--- START ---

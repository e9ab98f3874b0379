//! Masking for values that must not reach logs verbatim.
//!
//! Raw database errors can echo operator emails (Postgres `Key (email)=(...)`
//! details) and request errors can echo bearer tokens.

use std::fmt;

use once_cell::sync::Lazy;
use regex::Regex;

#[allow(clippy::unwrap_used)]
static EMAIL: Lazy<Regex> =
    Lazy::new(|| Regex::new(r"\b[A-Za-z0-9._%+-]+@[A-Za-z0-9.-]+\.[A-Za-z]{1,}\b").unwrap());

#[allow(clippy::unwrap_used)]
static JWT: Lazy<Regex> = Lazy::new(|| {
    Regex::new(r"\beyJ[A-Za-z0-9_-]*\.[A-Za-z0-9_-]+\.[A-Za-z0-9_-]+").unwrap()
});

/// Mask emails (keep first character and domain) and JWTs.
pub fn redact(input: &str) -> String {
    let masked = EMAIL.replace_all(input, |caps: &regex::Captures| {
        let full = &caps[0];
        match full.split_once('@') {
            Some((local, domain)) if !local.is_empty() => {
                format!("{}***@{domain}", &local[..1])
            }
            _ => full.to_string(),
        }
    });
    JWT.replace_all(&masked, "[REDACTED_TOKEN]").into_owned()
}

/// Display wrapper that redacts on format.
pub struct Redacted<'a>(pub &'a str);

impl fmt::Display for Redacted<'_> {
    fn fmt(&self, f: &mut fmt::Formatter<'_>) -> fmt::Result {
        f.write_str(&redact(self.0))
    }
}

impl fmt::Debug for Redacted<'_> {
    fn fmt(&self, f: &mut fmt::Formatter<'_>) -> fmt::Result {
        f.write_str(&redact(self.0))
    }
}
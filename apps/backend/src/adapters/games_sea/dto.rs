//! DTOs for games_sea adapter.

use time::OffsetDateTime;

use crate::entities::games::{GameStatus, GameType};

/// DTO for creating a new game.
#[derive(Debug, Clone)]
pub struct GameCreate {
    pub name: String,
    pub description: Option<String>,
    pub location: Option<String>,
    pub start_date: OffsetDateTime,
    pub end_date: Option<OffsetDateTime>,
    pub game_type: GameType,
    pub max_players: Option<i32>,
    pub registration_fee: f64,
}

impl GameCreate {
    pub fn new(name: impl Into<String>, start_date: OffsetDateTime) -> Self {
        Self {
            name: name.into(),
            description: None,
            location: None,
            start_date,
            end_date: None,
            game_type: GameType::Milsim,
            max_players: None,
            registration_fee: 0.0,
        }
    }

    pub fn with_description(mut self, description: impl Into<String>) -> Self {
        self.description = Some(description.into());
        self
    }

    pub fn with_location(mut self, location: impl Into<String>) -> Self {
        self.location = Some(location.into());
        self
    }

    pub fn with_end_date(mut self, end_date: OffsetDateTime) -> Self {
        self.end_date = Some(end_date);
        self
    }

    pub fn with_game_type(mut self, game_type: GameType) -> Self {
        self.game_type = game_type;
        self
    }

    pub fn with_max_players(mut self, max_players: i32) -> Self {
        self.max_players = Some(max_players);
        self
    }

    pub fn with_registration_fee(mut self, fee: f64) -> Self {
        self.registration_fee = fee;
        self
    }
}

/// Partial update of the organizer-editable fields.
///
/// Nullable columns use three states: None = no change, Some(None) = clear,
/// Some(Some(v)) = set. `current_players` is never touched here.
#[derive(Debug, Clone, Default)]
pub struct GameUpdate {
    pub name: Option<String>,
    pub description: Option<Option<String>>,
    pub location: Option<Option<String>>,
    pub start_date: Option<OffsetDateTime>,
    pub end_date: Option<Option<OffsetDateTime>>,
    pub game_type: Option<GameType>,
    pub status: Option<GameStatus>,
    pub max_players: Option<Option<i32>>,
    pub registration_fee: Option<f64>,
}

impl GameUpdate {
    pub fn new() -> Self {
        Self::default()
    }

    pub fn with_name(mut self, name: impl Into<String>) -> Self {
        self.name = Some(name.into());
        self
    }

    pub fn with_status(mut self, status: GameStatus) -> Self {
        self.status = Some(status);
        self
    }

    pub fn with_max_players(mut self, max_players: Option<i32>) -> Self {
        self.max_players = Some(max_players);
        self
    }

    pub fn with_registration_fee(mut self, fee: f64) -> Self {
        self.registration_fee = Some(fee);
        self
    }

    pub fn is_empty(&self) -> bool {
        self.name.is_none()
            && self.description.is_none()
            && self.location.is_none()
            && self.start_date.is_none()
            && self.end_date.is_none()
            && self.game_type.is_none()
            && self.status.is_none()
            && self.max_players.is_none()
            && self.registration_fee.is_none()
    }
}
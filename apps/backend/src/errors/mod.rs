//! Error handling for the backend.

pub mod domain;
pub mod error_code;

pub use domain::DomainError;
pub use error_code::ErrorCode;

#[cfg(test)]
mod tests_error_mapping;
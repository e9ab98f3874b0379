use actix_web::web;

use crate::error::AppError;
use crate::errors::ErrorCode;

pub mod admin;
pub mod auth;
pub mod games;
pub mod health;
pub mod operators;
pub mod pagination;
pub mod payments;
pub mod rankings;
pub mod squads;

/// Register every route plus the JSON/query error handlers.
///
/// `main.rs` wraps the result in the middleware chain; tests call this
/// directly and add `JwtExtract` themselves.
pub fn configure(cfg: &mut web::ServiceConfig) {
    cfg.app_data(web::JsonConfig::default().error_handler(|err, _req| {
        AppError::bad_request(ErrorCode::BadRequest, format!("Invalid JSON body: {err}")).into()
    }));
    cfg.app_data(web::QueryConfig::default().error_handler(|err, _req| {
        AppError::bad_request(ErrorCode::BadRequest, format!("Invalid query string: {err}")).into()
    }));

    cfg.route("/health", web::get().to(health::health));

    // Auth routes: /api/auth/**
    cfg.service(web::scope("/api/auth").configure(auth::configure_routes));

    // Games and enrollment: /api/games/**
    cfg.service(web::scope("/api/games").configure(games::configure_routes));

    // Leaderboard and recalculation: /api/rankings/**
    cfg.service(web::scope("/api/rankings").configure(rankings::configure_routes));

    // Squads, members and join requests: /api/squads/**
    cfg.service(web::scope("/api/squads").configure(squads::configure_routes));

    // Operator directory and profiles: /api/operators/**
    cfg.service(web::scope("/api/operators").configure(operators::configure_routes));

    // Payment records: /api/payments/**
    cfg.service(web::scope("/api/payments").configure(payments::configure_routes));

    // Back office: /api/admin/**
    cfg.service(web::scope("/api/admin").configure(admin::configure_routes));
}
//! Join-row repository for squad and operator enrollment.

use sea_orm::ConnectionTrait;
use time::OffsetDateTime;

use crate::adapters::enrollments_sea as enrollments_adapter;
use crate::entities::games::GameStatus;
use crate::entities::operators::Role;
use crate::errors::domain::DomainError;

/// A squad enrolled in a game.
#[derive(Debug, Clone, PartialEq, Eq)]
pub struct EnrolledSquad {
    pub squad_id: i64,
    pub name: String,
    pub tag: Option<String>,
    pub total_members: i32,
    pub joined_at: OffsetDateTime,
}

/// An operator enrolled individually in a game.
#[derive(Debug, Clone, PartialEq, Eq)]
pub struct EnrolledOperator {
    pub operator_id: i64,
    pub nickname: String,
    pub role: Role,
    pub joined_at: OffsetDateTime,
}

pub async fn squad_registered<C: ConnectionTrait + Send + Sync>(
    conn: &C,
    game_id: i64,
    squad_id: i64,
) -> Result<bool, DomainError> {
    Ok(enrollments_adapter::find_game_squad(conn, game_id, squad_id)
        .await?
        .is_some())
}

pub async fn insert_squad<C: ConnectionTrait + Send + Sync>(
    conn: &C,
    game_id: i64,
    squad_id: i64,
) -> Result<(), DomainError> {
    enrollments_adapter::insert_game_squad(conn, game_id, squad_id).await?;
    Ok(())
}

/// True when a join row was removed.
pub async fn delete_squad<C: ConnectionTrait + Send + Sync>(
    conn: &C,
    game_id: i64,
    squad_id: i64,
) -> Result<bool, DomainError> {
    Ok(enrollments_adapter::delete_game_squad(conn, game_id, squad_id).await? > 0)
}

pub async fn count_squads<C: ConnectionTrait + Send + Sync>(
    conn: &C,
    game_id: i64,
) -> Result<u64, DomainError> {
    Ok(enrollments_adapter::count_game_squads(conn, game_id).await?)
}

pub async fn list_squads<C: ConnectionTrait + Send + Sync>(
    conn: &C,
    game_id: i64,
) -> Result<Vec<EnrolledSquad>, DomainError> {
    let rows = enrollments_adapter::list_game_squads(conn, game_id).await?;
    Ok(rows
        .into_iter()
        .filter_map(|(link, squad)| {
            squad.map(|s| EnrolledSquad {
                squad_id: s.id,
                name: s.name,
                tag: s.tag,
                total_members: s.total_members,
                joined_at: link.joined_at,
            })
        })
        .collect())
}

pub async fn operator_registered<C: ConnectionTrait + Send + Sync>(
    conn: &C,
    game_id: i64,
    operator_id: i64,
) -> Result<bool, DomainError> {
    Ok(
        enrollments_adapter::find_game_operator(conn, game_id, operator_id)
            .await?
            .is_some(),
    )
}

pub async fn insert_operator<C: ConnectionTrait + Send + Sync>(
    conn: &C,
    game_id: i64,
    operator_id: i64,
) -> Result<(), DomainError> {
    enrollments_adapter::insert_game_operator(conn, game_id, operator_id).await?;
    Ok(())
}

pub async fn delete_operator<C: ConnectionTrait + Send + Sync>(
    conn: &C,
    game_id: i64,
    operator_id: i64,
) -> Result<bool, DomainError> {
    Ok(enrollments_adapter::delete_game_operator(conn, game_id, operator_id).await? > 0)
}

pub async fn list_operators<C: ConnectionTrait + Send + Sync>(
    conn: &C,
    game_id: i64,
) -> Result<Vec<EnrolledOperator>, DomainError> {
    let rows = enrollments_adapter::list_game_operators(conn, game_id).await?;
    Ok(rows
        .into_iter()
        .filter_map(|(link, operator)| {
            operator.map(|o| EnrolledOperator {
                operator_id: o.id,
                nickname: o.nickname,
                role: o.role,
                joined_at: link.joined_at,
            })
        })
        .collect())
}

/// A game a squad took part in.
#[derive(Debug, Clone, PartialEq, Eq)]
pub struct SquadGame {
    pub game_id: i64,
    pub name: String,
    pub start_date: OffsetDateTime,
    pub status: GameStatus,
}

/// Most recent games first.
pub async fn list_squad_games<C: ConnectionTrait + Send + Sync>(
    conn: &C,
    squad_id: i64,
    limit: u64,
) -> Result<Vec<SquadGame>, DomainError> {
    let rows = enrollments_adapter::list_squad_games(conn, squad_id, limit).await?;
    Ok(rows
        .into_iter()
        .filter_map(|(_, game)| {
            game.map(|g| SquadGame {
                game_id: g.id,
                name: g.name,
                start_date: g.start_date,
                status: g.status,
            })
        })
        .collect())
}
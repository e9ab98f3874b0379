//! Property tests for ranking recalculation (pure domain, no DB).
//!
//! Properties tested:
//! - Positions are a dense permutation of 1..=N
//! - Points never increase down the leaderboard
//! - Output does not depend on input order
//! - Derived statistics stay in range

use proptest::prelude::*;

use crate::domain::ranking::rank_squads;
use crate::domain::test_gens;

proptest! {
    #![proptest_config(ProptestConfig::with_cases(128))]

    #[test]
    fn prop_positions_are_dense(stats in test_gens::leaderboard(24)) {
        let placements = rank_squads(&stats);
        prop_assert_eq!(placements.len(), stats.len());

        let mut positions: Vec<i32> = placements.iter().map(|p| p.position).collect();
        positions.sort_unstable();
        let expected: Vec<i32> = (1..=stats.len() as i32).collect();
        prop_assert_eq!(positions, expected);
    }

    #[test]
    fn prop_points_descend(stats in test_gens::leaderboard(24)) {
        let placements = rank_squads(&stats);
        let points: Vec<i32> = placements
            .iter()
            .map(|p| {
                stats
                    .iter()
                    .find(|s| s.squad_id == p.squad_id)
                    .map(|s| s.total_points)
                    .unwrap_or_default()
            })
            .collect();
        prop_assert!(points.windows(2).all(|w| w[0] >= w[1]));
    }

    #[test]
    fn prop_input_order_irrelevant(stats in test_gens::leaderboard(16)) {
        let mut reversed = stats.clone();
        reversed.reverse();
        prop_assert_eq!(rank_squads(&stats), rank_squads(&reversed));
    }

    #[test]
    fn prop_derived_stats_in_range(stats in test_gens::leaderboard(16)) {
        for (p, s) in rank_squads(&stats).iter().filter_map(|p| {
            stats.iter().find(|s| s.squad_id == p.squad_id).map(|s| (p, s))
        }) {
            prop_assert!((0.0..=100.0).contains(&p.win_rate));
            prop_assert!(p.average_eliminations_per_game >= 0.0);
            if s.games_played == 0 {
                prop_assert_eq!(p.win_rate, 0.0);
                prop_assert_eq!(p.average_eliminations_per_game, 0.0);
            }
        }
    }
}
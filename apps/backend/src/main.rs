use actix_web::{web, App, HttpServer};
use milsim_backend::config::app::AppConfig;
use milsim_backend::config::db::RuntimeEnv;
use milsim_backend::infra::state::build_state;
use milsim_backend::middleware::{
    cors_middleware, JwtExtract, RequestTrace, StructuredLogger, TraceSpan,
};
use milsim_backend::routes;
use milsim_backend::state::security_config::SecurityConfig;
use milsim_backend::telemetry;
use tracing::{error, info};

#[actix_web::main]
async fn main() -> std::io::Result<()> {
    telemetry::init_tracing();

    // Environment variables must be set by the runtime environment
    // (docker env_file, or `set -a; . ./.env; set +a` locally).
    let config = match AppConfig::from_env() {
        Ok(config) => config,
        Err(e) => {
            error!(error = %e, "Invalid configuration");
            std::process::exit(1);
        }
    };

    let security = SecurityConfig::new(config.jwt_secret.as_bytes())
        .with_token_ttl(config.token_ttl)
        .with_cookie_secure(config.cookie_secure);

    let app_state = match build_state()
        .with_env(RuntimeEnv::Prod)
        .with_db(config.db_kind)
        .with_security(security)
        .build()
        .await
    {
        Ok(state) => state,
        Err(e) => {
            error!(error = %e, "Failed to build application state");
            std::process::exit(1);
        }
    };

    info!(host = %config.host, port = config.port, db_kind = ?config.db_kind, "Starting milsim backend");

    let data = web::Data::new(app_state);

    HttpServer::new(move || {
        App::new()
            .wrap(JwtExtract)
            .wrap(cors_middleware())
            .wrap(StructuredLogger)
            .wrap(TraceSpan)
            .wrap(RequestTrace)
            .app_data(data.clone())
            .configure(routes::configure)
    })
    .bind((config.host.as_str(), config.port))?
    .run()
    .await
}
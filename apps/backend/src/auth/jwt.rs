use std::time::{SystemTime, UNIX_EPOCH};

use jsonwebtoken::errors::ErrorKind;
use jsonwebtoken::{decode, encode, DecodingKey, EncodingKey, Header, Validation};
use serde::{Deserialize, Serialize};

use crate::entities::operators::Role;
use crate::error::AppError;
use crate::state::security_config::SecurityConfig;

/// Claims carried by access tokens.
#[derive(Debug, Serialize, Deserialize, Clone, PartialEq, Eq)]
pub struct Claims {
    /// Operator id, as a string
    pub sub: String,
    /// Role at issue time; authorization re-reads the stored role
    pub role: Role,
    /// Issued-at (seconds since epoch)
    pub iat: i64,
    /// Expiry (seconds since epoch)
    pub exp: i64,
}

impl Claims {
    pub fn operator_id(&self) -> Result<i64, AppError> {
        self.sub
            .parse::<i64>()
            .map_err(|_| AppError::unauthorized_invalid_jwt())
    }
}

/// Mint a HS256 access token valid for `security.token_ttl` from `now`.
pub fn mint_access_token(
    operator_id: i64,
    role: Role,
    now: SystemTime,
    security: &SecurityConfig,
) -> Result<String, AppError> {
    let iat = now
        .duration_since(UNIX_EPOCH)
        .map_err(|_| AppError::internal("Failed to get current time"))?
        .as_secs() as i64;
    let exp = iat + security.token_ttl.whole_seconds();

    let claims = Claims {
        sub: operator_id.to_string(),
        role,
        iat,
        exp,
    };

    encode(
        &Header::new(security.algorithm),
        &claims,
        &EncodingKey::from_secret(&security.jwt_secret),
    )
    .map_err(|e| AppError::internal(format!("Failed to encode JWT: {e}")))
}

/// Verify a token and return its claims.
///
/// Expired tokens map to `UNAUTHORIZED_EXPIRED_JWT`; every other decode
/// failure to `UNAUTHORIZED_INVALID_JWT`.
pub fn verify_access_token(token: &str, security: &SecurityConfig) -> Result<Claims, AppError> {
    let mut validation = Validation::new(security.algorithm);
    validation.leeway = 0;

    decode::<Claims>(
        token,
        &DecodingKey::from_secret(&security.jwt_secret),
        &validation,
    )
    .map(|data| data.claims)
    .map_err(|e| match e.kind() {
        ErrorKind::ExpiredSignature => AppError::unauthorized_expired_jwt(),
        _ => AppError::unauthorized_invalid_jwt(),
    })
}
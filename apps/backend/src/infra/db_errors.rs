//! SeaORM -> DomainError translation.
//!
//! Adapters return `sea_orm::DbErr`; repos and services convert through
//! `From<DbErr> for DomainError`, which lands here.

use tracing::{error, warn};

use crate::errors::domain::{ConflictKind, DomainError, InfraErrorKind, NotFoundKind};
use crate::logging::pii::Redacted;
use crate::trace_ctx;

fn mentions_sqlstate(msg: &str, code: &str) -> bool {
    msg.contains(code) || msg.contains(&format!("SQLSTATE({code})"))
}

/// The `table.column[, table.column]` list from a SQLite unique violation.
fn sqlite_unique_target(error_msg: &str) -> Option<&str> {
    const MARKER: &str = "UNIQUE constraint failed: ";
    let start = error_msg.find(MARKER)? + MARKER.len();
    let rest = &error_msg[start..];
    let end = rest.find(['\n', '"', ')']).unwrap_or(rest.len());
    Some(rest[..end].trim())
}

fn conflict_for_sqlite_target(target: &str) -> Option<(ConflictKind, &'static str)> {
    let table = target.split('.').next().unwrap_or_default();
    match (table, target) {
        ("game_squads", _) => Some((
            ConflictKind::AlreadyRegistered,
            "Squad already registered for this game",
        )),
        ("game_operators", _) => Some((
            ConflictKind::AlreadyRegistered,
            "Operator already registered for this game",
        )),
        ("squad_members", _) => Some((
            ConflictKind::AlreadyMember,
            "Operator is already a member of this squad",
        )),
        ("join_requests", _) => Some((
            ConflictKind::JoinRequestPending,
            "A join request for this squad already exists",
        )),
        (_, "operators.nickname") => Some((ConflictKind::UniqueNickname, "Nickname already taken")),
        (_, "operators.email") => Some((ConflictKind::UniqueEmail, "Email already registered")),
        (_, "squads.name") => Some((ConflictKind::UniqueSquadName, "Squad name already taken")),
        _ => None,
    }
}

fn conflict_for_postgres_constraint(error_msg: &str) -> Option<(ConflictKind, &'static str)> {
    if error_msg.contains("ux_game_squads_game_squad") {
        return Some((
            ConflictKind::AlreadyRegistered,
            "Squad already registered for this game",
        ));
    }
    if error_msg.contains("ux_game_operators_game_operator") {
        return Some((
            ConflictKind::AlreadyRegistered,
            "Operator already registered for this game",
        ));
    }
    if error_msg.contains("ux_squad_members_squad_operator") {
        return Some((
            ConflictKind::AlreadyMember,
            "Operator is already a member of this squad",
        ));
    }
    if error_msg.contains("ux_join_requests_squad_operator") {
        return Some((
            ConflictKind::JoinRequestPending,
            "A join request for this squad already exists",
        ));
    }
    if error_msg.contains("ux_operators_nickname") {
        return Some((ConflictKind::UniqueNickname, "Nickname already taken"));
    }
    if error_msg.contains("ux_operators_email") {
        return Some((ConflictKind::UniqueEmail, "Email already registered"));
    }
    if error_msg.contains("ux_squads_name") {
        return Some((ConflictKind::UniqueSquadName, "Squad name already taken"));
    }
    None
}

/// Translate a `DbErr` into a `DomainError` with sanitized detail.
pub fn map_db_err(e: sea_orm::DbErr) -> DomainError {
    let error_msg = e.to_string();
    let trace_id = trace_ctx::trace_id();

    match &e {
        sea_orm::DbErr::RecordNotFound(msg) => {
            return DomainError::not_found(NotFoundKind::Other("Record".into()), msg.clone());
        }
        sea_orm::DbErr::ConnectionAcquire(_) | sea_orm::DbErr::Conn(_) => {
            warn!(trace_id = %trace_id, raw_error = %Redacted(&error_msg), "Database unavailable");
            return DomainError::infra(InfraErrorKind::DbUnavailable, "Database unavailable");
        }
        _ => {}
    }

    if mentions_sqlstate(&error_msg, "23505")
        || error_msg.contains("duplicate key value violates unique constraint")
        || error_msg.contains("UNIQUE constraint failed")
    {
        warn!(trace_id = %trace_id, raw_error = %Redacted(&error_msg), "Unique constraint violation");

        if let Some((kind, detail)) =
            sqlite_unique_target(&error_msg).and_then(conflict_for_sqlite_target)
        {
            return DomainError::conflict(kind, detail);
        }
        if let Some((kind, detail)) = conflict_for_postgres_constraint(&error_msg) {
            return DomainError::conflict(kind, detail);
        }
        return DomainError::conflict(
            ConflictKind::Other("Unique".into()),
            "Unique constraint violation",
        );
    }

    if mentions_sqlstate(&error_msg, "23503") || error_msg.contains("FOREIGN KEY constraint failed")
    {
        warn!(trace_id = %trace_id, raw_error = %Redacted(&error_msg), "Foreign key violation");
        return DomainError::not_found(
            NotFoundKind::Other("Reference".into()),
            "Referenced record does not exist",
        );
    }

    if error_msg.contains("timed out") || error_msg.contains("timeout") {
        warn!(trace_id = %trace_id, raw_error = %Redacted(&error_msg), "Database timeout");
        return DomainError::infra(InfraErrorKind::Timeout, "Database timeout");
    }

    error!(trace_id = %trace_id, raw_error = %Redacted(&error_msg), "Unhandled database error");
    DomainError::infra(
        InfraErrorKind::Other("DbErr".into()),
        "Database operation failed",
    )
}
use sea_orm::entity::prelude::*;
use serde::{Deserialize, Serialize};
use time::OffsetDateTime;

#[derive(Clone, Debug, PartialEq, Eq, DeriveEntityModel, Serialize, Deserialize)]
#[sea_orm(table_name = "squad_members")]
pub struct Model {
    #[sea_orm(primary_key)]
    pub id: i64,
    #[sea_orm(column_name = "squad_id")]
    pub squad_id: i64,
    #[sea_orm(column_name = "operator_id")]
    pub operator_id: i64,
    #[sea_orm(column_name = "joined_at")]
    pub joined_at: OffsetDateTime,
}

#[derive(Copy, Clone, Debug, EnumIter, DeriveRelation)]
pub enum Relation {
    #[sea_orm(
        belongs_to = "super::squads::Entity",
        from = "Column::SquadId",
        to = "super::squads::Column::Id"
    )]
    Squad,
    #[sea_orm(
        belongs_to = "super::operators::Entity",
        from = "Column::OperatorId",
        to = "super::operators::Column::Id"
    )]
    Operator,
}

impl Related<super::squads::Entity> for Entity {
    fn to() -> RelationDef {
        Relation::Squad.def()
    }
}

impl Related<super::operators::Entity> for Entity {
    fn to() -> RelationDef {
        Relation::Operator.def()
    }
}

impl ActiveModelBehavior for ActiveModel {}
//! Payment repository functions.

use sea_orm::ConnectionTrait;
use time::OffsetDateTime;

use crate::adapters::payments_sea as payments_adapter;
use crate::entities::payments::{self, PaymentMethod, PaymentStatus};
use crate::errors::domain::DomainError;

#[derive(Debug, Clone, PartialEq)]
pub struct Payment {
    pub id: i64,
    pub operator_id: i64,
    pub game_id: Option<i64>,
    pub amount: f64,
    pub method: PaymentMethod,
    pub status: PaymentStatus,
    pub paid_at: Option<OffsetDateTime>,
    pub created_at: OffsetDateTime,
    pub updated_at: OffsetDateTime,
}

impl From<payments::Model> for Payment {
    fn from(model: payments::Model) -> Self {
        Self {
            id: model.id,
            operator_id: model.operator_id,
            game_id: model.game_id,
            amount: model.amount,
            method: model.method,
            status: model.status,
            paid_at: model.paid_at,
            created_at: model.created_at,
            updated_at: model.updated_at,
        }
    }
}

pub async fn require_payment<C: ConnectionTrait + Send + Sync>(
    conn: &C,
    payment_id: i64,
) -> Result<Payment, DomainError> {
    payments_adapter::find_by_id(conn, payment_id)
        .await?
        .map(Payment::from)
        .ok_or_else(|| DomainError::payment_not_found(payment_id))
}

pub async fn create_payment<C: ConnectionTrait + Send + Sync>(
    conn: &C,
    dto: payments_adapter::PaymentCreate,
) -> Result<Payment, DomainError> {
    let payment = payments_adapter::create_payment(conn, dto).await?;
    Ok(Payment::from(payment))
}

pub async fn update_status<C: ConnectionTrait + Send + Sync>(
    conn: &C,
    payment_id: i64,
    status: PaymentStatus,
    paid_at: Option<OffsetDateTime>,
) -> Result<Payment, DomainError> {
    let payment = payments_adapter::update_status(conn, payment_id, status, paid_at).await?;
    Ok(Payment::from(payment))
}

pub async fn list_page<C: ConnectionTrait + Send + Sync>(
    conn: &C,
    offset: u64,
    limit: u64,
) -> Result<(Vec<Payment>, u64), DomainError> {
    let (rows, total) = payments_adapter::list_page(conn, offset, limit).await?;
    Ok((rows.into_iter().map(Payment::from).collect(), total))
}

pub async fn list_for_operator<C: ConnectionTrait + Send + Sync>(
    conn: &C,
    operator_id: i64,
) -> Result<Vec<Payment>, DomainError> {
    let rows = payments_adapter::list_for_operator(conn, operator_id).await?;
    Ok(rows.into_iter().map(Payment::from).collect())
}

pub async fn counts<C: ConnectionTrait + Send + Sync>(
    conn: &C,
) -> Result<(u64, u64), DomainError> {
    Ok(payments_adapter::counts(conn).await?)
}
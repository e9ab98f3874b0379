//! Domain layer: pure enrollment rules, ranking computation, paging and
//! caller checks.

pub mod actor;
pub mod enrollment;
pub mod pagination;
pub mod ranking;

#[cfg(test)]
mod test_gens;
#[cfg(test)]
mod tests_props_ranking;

--- END ---

== EXERCISE DETAILS ==
Scan the material for the string "Display". Copy each line where it appears.

== SOLUTION TO THE PROBLEM ==
/// Display wrapper that redacts on format.
impl fmt::Display for Redacted<'_> {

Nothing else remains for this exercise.